But perhaps it is the confusion and not the clarity of his mind that makes Jefferson so irresistible. All that loony Utopianism overcrowding the page, muddying the sentences, forcing us to suspend our disbelief. I doubt that we could find many pieces of humbug in the papers and addresses of American presidents that do not echo some self-deception of Jefferson’s. He did not invent the monarchical tone but he was the first to dress it in carpet slippers and make it comfortable enough to be the affliction that so many of our presidents have made it for us since. And yet how marvelous were his delusions, his assurance of an America especially called, the moral earnestness of his refusal to make acquaintance with his own sins.

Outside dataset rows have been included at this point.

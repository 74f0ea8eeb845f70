/*
 * Copyright (c) Meta Platforms, Inc. and affiliates.
 *
 * This source code is licensed under the MIT license found in the
 * LICENSE file in the root directory of this source tree.
 */

//! The tracer/target handshake behind remote stack collection.
//!
//! A collector allocates a [`SignalData`] block, queues the process-wide
//! stack trace signal to the target thread with a pointer to the block as
//! the signal's user value, and waits on the block's completion flag. The
//! handler below runs on the target thread, claims the block, fills in the
//! stack and signals the flag.
//!
//! Everything the handler touches must be async-signal-safe: atomics, the
//! (primed) unwinder, the futex wake, and writes into the block. No
//! allocation, no locks, no logging.

use std::cell::UnsafeCell;
use std::sync::Mutex;
use std::sync::PoisonError;
use std::sync::atomic::AtomicI64;
use std::sync::atomic::Ordering;

use crate::Tid;
use crate::completion_flag::CompletionFlag;
use crate::error::Error;
use crate::error::Result;
use crate::osutil;
use crate::stack_trace::StackTrace;

pub(crate) const NOT_IN_USE: i64 = 0;
pub(crate) const DUMP_STARTED: i64 = -1;

/// Shared between one collector and (at most) one target thread; the target
/// receives a raw pointer to it through the signal's user value.
///
/// The state is the pair of `queued_to_tid` and `result_ready`:
///
/// ```text
///   [ NOT_IN_USE, 0 ]
///          |
///          | (A) collector stores the target tid, queues the signal
///          v                 (D)
///   [ <target tid>, 0 ]    ---->  [ NOT_IN_USE, 0 ]  (revoked; block leaked)
///          |
///          | (B) handler CASes the tid to DUMP_STARTED
///          v                 (E)
///   [ DUMP_STARTED, 0 ]    ---->  [ NOT_IN_USE, 0 ]  (collector waits for flag)
///          |
///          | (C) handler fills `stack`, signals `result_ready`
///          v                 (F)
///   [ DUMP_STARTED, 1 ]    ---->  [ NOT_IN_USE, 1 ]  (already complete)
/// ```
///
/// (D), (E), (F) are the collector exchanging `NOT_IN_USE` back in during
/// revocation. The CAS in (B) and that exchange are the one synchronization
/// point deciding ownership of `stack`: whichever side wins, the other
/// backs off.
pub(crate) struct SignalData {
    /// Filled by the target thread's signal handler; read by the collector
    /// only after the handshake reports completion.
    stack: UnsafeCell<StackTrace>,
    /// `NOT_IN_USE`, `DUMP_STARTED`, or the tid the collector is waiting on.
    queued_to_tid: AtomicI64,
    /// Set once the target thread has collected its stack.
    result_ready: CompletionFlag,
}

impl SignalData {
    pub(crate) fn new(tid: Tid) -> Self {
        Self {
            stack: UnsafeCell::new(StackTrace::new()),
            queued_to_tid: AtomicI64::new(tid),
            result_ready: CompletionFlag::new(),
        }
    }

    /// Withdraw this block from the handler, returning the previous
    /// `queued_to_tid` value. After this returns, a handler CAS can no
    /// longer succeed.
    pub(crate) fn revoke(&self) -> i64 {
        self.queued_to_tid.swap(NOT_IN_USE, Ordering::AcqRel)
    }

    pub(crate) fn result_ready(&self) -> &CompletionFlag {
        &self.result_ready
    }

    /// Copy out the collected stack.
    ///
    /// Safety: only valid once `result_ready` is set; before that the
    /// target thread may still be writing.
    pub(crate) unsafe fn cloned_stack(&self) -> StackTrace {
        (*self.stack.get()).clone()
    }
}

/// Handler for the stack trace signal. Expected to be raised only by a
/// collector; a missing user value means someone else sent the signal.
pub(crate) extern "C" fn handle_stack_trace_signal(
    _signum: libc::c_int,
    info: *mut libc::siginfo_t,
    _ucontext: *mut libc::c_void,
) {
    // Signal handlers may interrupt arbitrary code; preserve errno.
    let saved_errno = unsafe { *libc::__errno_location() };

    let sig_data = unsafe { (*info).si_value().sival_ptr } as *mut SignalData;
    if !sig_data.is_null() {
        let data = unsafe { &*sig_data };
        let my_tid = osutil::get_thread_id();
        // If delivery was slow, the collector may have given up and revoked
        // the request; its exchange took our tid out and this CAS fails.
        if data
            .queued_to_tid
            .compare_exchange(my_tid, DUMP_STARTED, Ordering::AcqRel, Ordering::Acquire)
            .is_ok()
        {
            // DUMP_STARTED commits the collector to waiting on the flag:
            // we are writing into the block it owns.
            unsafe { (*data.stack.get()).collect(1) };
            data.result_ready.signal();
        }
    }

    unsafe { *libc::__errno_location() = saved_errno };
}

#[derive(Clone, Copy, PartialEq)]
enum InitState {
    Uninitialized,
    InitError,
    Initialized,
}

struct HandlerState {
    signum: libc::c_int,
    state: InitState,
}

/// The signal used to communicate with other threads, and whether our
/// handler is installed on it. The signal cannot be in use by anything
/// else in the process.
static HANDLER: Mutex<HandlerState> = Mutex::new(HandlerState {
    signum: libc::SIGUSR2,
    state: InitState::Uninitialized,
});

fn handler_fn_addr() -> libc::sighandler_t {
    handle_stack_trace_signal as usize
}

fn init_signal_handler_locked(handler: &mut HandlerState, signum: libc::c_int) -> bool {
    // Asked to change signal after a successful install: unregister the old
    // handler first, but only if it is still ours.
    if signum != handler.signum && handler.state == InitState::Initialized {
        unsafe {
            let mut old_act: libc::sigaction = std::mem::zeroed();
            if libc::sigaction(handler.signum, std::ptr::null(), &mut old_act) == 0
                && old_act.sa_sigaction == handler_fn_addr()
            {
                libc::signal(handler.signum, libc::SIG_DFL);
            }
        }
    }

    // A changed signal number gets a fresh attempt even after an earlier
    // refusal.
    if signum != handler.signum {
        handler.signum = signum;
        handler.state = InitState::Uninitialized;
    }

    if handler.state == InitState::Uninitialized {
        unsafe {
            let mut old_act: libc::sigaction = std::mem::zeroed();
            if libc::sigaction(handler.signum, std::ptr::null(), &mut old_act) != 0 {
                handler.state = InitState::InitError;
            } else if old_act.sa_sigaction != libc::SIG_DFL
                && old_act.sa_sigaction != libc::SIG_IGN
                && old_act.sa_sigaction != handler_fn_addr()
            {
                handler.state = InitState::InitError;
                tracing::warn!(
                    signum = handler.signum,
                    "signal handler for stack trace signal is already in use: \
                     thread stack traces will not be produced"
                );
            } else {
                let mut act: libc::sigaction = std::mem::zeroed();
                act.sa_sigaction = handler_fn_addr();
                act.sa_flags = libc::SA_SIGINFO | libc::SA_RESTART;
                libc::sigemptyset(&mut act.sa_mask);
                let mut prev_act: libc::sigaction = std::mem::zeroed();
                if libc::sigaction(handler.signum, &act, &mut prev_act) != 0 {
                    handler.state = InitState::InitError;
                } else {
                    // Nobody appeared to be using the signal above, but the
                    // read and the install are not one atomic step.
                    let prev = prev_act.sa_sigaction;
                    assert!(
                        prev == libc::SIG_DFL
                            || prev == libc::SIG_IGN
                            || prev == handler_fn_addr(),
                        "raced against another thread installing a signal handler"
                    );
                    handler.state = InitState::Initialized;
                }
            }
        }
    }
    handler.state == InitState::Initialized
}

/// Use `signum` as the process-wide stack trace signal, (re)installing the
/// handler. Fails if the signal already has a foreign handler.
pub fn set_stack_trace_signal(signum: libc::c_int) -> Result<()> {
    let mut handler = HANDLER.lock().unwrap_or_else(PoisonError::into_inner);
    if !init_signal_handler_locked(&mut handler, signum) {
        return Err(Error::InvalidArgument("unable to install signal handler"));
    }
    Ok(())
}

/// Make sure the handler is installed on the current signal, returning the
/// signal number to send. Idempotent.
pub(crate) fn ensure_signal_handler_installed() -> Result<libc::c_int> {
    let mut handler = HANDLER.lock().unwrap_or_else(PoisonError::into_inner);
    let signum = handler.signum;
    if !init_signal_handler_locked(&mut handler, signum) {
        return Err(Error::NotSupported(
            "unable to take thread stack: signal handler unavailable",
        ));
    }
    Ok(signum)
}
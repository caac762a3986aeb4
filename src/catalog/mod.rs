//! Static, read-only registry of indicator definitions.
//!
//! Loaded once per process; no mutation operations exist.

use crate::indicators::IndicatorError;
use serde::{Deserialize, Serialize};
use std::fmt;
use std::str::FromStr;
use std::sync::OnceLock;

/// Indicator category, drives default panel placement.
#[derive(Debug, Clone, Copy, PartialEq, Eq, Hash, Serialize, Deserialize)]
#[serde(rename_all = "lowercase")]
pub enum Category {
    Trend,
    Momentum,
    Volatility,
    Volume,
}

/// Supported indicator kinds. The computation dispatch matches on this
/// exhaustively, so adding a kind is a compile-checked change.
#[derive(Debug, Clone, Copy, PartialEq, Eq, Serialize, Deserialize)]
#[serde(rename_all = "lowercase")]
pub enum IndicatorKind {
    Sma,
    Ema,
    Rsi,
    Macd,
    Bollinger,
}

#[derive(Debug, Clone, PartialEq, Eq)]
pub struct ParseIndicatorKindError;

impl fmt::Display for ParseIndicatorKindError {
    fn fmt(&self, f: &mut fmt::Formatter<'_>) -> fmt::Result {
        f.write_str("unknown indicator kind")
    }
}

impl std::error::Error for ParseIndicatorKindError {}

impl FromStr for IndicatorKind {
    type Err = ParseIndicatorKindError;

    fn from_str(s: &str) -> Result<Self, Self::Err> {
        match s.trim().to_ascii_lowercase().as_str() {
            "sma" | "ma" => Ok(IndicatorKind::Sma),
            "ema" => Ok(IndicatorKind::Ema),
            "rsi" => Ok(IndicatorKind::Rsi),
            "macd" => Ok(IndicatorKind::Macd),
            "bollinger" | "bbands" | "bollinger_bands" => Ok(IndicatorKind::Bollinger),
            _ => Err(ParseIndicatorKindError),
        }
    }
}

/// A resolved parameter value.
#[derive(Debug, Clone, PartialEq, Serialize, Deserialize)]
#[serde(rename_all = "lowercase")]
pub enum ParamValue {
    Number(f64),
    Color(String),
    Select(String),
}

impl ParamValue {
    pub fn as_number(&self) -> Option<f64> {
        match self {
            ParamValue::Number(v) => Some(*v),
            _ => None,
        }
    }

    pub fn as_color(&self) -> Option<&str> {
        match self {
            ParamValue::Color(c) => Some(c),
            _ => None,
        }
    }

    pub fn as_select(&self) -> Option<&str> {
        match self {
            ParamValue::Select(s) => Some(s),
            _ => None,
        }
    }
}

/// Schema of one parameter: value kind plus numeric policy or option list.
#[derive(Debug, Clone, PartialEq, Serialize, Deserialize)]
#[serde(rename_all = "lowercase", tag = "type")]
pub enum ParamKind {
    Number {
        min: Option<f64>,
        max: Option<f64>,
        step: Option<f64>,
    },
    Color,
    Select {
        options: Vec<String>,
    },
}

#[derive(Debug, Clone, PartialEq, Serialize, Deserialize)]
pub struct ParameterSpec {
    pub key: String,
    pub kind: ParamKind,
    pub default: ParamValue,
}

impl ParameterSpec {
    fn number(key: &str, default: f64, min: f64, max: f64, step: f64) -> Self {
        Self {
            key: key.to_string(),
            kind: ParamKind::Number {
                min: Some(min),
                max: Some(max),
                step: Some(step),
            },
            default: ParamValue::Number(default),
        }
    }

    fn color(key: &str, default: &str) -> Self {
        Self {
            key: key.to_string(),
            kind: ParamKind::Color,
            default: ParamValue::Color(default.to_string()),
        }
    }

    fn select(key: &str, default: &str, options: &[&str]) -> Self {
        Self {
            key: key.to_string(),
            kind: ParamKind::Select {
                options: options.iter().map(|o| o.to_string()).collect(),
            },
            default: ParamValue::Select(default.to_string()),
        }
    }
}

/// Immutable definition of one indicator type.
#[derive(Debug, Clone, PartialEq, Serialize, Deserialize)]
pub struct IndicatorDefinition {
    pub id: String,
    pub display_name: String,
    pub kind: IndicatorKind,
    pub category: Category,
    pub params: Vec<ParameterSpec>,
}

impl IndicatorDefinition {
    pub fn param(&self, key: &str) -> Option<&ParameterSpec> {
        self.params.iter().find(|p| p.key == key)
    }
}

/// The indicator catalog: definitions in declaration order.
#[derive(Debug)]
pub struct Catalog {
    definitions: Vec<IndicatorDefinition>,
}

const SOURCE_OPTIONS: &[&str] = &["close", "hl2", "hlc3", "ohlc4"];

impl Catalog {
    fn bootstrap() -> Self {
        let definitions = vec![
            IndicatorDefinition {
                id: "sma".to_string(),
                display_name: "Simple Moving Average".to_string(),
                kind: IndicatorKind::Sma,
                category: Category::Trend,
                params: vec![
                    ParameterSpec::number("period", 20.0, 1.0, 200.0, 1.0),
                    ParameterSpec::select("source", "close", SOURCE_OPTIONS),
                ],
            },
            IndicatorDefinition {
                id: "ema".to_string(),
                display_name: "Exponential Moving Average".to_string(),
                kind: IndicatorKind::Ema,
                category: Category::Trend,
                params: vec![
                    ParameterSpec::number("period", 20.0, 1.0, 200.0, 1.0),
                    ParameterSpec::select("source", "close", SOURCE_OPTIONS),
                ],
            },
            IndicatorDefinition {
                id: "rsi".to_string(),
                display_name: "Relative Strength Index".to_string(),
                kind: IndicatorKind::Rsi,
                category: Category::Momentum,
                params: vec![
                    ParameterSpec::number("period", 14.0, 2.0, 100.0, 1.0),
                    ParameterSpec::number("overbought", 70.0, 50.0, 100.0, 1.0),
                    ParameterSpec::number("oversold", 30.0, 0.0, 50.0, 1.0),
                ],
            },
            IndicatorDefinition {
                id: "macd".to_string(),
                display_name: "MACD".to_string(),
                kind: IndicatorKind::Macd,
                category: Category::Momentum,
                params: vec![
                    ParameterSpec::number("fast_period", 12.0, 1.0, 100.0, 1.0),
                    ParameterSpec::number("slow_period", 26.0, 2.0, 200.0, 1.0),
                    ParameterSpec::number("signal_period", 9.0, 1.0, 100.0, 1.0),
                    ParameterSpec::color("signal_color", "#f472b6"),
                    ParameterSpec::color("histogram_color", "#94a3b8"),
                ],
            },
            IndicatorDefinition {
                id: "bollinger".to_string(),
                display_name: "Bollinger Bands".to_string(),
                kind: IndicatorKind::Bollinger,
                category: Category::Volatility,
                params: vec![
                    ParameterSpec::number("period", 20.0, 1.0, 200.0, 1.0),
                    ParameterSpec::number("std_dev_multiplier", 2.0, 0.0, 5.0, 0.1),
                    ParameterSpec::color("upper_color", "#93c5fd"),
                    ParameterSpec::color("lower_color", "#93c5fd"),
                    ParameterSpec::select("source", "close", SOURCE_OPTIONS),
                ],
            },
        ];
        Self { definitions }
    }

    /// Look up a definition by id.
    pub fn get(&self, id: &str) -> Result<&IndicatorDefinition, IndicatorError> {
        self.definitions
            .iter()
            .find(|d| d.id == id)
            .ok_or_else(|| IndicatorError::UnknownDefinition(id.to_string()))
    }

    /// All definitions in declaration order, optionally filtered by category.
    pub fn list(&self, category: Option<Category>) -> Vec<&IndicatorDefinition> {
        self.definitions
            .iter()
            .filter(|d| category.is_none_or(|c| d.category == c))
            .collect()
    }
}

/// Process-wide catalog, initialized on first access.
pub fn catalog() -> &'static Catalog {
    static CATALOG: OnceLock<Catalog> = OnceLock::new();
    CATALOG.get_or_init(Catalog::bootstrap)
}
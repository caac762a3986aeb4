//! MACD (Moving Average Convergence Divergence) indicator
//!
//! MACD = EMA(fast) - EMA(slow)
//! Signal = EMA(signal_period) of the MACD line
//! Histogram = MACD - Signal

use crate::indicators::trend::ema_series;

/// The three index-aligned MACD output lines.
#[derive(Debug, Clone, PartialEq)]
pub struct MacdSeries {
    pub macd: Vec<Option<f64>>,
    pub signal: Vec<Option<f64>>,
    pub histogram: Vec<Option<f64>>,
}

/// Compute MACD over `closes`.
///
/// The MACD line is defined from index `slow - 1` (where both EMAs exist).
/// The signal line applies the standard SMA-seeded EMA to the MACD line
/// starting at its first defined index, so it is defined from
/// `slow + signal_period - 2`; the histogram follows the signal line.
///
/// Callers must ensure `fast < slow`; the engine validates this before
/// dispatching.
pub fn macd_series(closes: &[f64], fast: usize, slow: usize, signal_period: usize) -> MacdSeries {
    let len = closes.len();
    let fast_ema = ema_series(closes, fast);
    let slow_ema = ema_series(closes, slow);

    let mut macd = vec![None; len];
    for i in 0..len {
        if let (Some(f), Some(s)) = (fast_ema[i], slow_ema[i]) {
            macd[i] = Some(f - s);
        }
    }

    let mut signal = vec![None; len];
    let mut histogram = vec![None; len];
    if let Some(start) = macd.iter().position(Option::is_some) {
        // The MACD line is contiguous from its first defined index.
        let defined: Vec<f64> = macd[start..].iter().filter_map(|v| *v).collect();
        let signal_on_defined = ema_series(&defined, signal_period);
        for (offset, value) in signal_on_defined.into_iter().enumerate() {
            if let Some(s) = value {
                signal[start + offset] = Some(s);
                histogram[start + offset] = Some(defined[offset] - s);
            }
        }
    }

    MacdSeries {
        macd,
        signal,
        histogram,
    }
}
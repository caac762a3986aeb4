//! Logging initialization with environment-based formatters
//!
//! - Production: Structured JSON logs for log aggregation
//! - Sandbox: Colorful, human-readable logs for development

use crate::config::get_environment;
use tracing_subscriber::{fmt, layer::SubscriberExt, util::SubscriberInitExt, EnvFilter};

/// Initialize logging based on the environment
///
/// Honors `RUST_LOG` when set; falls back to `info`.
pub fn init_logging() {
    let env = get_environment();
    let env_filter = EnvFilter::try_from_default_env().unwrap_or_else(|_| EnvFilter::new("info"));

    let is_production = matches!(env.as_str(), "production" | "prod");

    if is_production {
        tracing_subscriber::registry()
            .with(env_filter)
            .with(
                fmt::layer()
                    .json()
                    .with_target(true)
                    .with_writer(std::io::stdout),
            )
            .init();
    } else {
        tracing_subscriber::registry()
            .with(env_filter)
            .with(
                fmt::layer()
                    .with_target(true)
                    .with_ansi(true)
                    .with_writer(std::io::stdout),
            )
            .init();
    }
}
//! Schema-driven parameter validation.
//!
//! Overrides are checked against the catalog's parameter specs: numeric
//! values are clamped into `[min, max]` and snapped to the nearest `step`,
//! select values must name a listed option, colors must be `#rrggbb`
//! literals, and unknown keys are rejected. Every auto-correction is
//! reported back so the UI can tell the user what changed.

use crate::catalog::{IndicatorDefinition, ParamKind, ParamValue};
use crate::indicators::error::IndicatorError;
use std::collections::BTreeMap;

/// Parameter overrides as supplied by the configuration collaborator.
pub type ParamOverrides = BTreeMap<String, ParamValue>;

/// How an out-of-policy numeric override was corrected.
#[derive(Debug, Clone, Copy, PartialEq, Eq)]
pub enum AdjustmentKind {
    Clamped,
    Snapped,
}

/// One auto-correction applied during validation.
#[derive(Debug, Clone, PartialEq)]
pub struct ParamAdjustment {
    pub key: String,
    pub from: f64,
    pub to: f64,
    pub kind: AdjustmentKind,
}

/// Merge `overrides` over the definition's defaults, validating each entry.
///
/// Returns the resolved parameter map plus the list of adjustments applied.
pub fn resolve_parameters(
    definition: &IndicatorDefinition,
    overrides: &ParamOverrides,
) -> Result<(BTreeMap<String, ParamValue>, Vec<ParamAdjustment>), IndicatorError> {
    let mut resolved: BTreeMap<String, ParamValue> = definition
        .params
        .iter()
        .map(|spec| (spec.key.clone(), spec.default.clone()))
        .collect();
    let mut adjustments = Vec::new();

    for (key, value) in overrides {
        let spec = definition
            .param(key)
            .ok_or_else(|| IndicatorError::UnknownParameter {
                definition: definition.id.clone(),
                key: key.clone(),
            })?;

        let accepted = match (&spec.kind, value) {
            (ParamKind::Number { min, max, step }, ParamValue::Number(v)) => {
                let corrected = correct_number(key, *v, *min, *max, *step, &mut adjustments)?;
                ParamValue::Number(corrected)
            }
            (ParamKind::Color, ParamValue::Color(c)) => {
                validate_color(key, c)?;
                ParamValue::Color(c.clone())
            }
            (ParamKind::Select { options }, ParamValue::Select(s)) => {
                if !options.iter().any(|o| o == s) {
                    return Err(IndicatorError::InvalidParameterValue {
                        key: key.clone(),
                        reason: format!("{s} is not one of {}", options.join(", ")),
                    });
                }
                ParamValue::Select(s.clone())
            }
            _ => {
                return Err(IndicatorError::InvalidParameterValue {
                    key: key.clone(),
                    reason: "value type does not match the parameter schema".to_string(),
                });
            }
        };

        resolved.insert(key.clone(), accepted);
    }

    Ok((resolved, adjustments))
}

fn correct_number(
    key: &str,
    value: f64,
    min: Option<f64>,
    max: Option<f64>,
    step: Option<f64>,
    adjustments: &mut Vec<ParamAdjustment>,
) -> Result<f64, IndicatorError> {
    if !value.is_finite() {
        return Err(IndicatorError::InvalidParameterValue {
            key: key.to_string(),
            reason: "value must be finite".to_string(),
        });
    }

    let mut corrected = value;

    if let Some(min) = min {
        if corrected < min {
            corrected = min;
        }
    }
    if let Some(max) = max {
        if corrected > max {
            corrected = max;
        }
    }
    if corrected != value {
        adjustments.push(ParamAdjustment {
            key: key.to_string(),
            from: value,
            to: corrected,
            kind: AdjustmentKind::Clamped,
        });
    }

    if let Some(step) = step {
        if step > 0.0 {
            // Snap to the step grid anchored at `min` (or zero).
            let anchor = min.unwrap_or(0.0);
            let snapped = anchor + ((corrected - anchor) / step).round() * step;
            if (snapped - corrected).abs() > f64::EPSILON * corrected.abs().max(1.0) {
                adjustments.push(ParamAdjustment {
                    key: key.to_string(),
                    from: corrected,
                    to: snapped,
                    kind: AdjustmentKind::Snapped,
                });
                corrected = snapped;
            }
        }
    }

    Ok(corrected)
}

/// Accepts `#rrggbb` literals only.
pub fn validate_color(key: &str, color: &str) -> Result<(), IndicatorError> {
    let valid = color.len() == 7
        && color.starts_with('#')
        && color[1..].chars().all(|c| c.is_ascii_hexdigit());
    if valid {
        Ok(())
    } else {
        Err(IndicatorError::InvalidParameterValue {
            key: key.to_string(),
            reason: format!("{color} is not a #rrggbb color"),
        })
    }
}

I should suppose that the excess in Jefferson and the deficiency in Burr come home most vividly when Vidal’s Burr explains that the one purpose of his design to seize Mexico was “to make a civilization on this God-for-saken continent.”
I can assure you that this early Republic of ours was no place for a man who wanted to live in a good world, who wanted to make a true civilization and to share it with a host of choice spirits, such as I meant to establish in Mexico.
Those great souls who have freed themselves from small morals have a way of enchaining themselves instead to puny aspirations. Burr is less than Julian because Julian fought for Helios/Apollo and Burr schemed only for Burr. With that comparison, amusing though this game is, we become finally too conscious that Vidal has, at least once, played a better one; and beneath all the gaiety, something comes out that is cramped here.
Burr has left behind very few observations that we can think of as expressing a theory of politics, because to him politics was largely property. His trust was confined to his own star and—here was a fatal susceptibility—to the sort of rascals who trusted only theirs. History has made him out more of a scoundrel than he really was; but then Jefferson used him shamefully and thus raised the problem of how a good man could do such atrocious things to someone else. Most historians have done their duty, which is to overlook complexities of character, by agreeing that Burr got only what he deserved, it being one of our most durable popular principles that our instruments of justice exist only to protect the well-behaved.
Still, Burr was not enough more than an adventurer, and adventurers are not quite interesting enough. His life leaves a few attractive puzzles even after our judgment has otherwise disposed of it. Why, for example, did Burr hold back from snatching at the presidency when he had his chance in 1800? Vidal argues most plausibly that he stayed his hand because he had promised Jefferson the lead place on their team. But, in the end, all of us grow up; and the occasional honor of unscrupulous men ceases to be the involving mystery that the frequent dishonor of virtuous men always remains. The fascination of Burr’s treason trial, once that distinction intrudes, has rather less to do with the defendant than with the chief prosecutor, George Hay, a libertarian theorist extreme even by Virginia standards, who nonetheless bayed with a most unappetizing fervor as Jefferson’s lead dog in the hunt after Burr.
The Virginia republicans never really thought of America as needing redemption except for the tidying grace of their own election, and so they were a formative and permanent part of our national history. Burr, once he decided that America was irredeemable for his purposes, fled our history and returned to it only for the interval when he was hauled back as its victim.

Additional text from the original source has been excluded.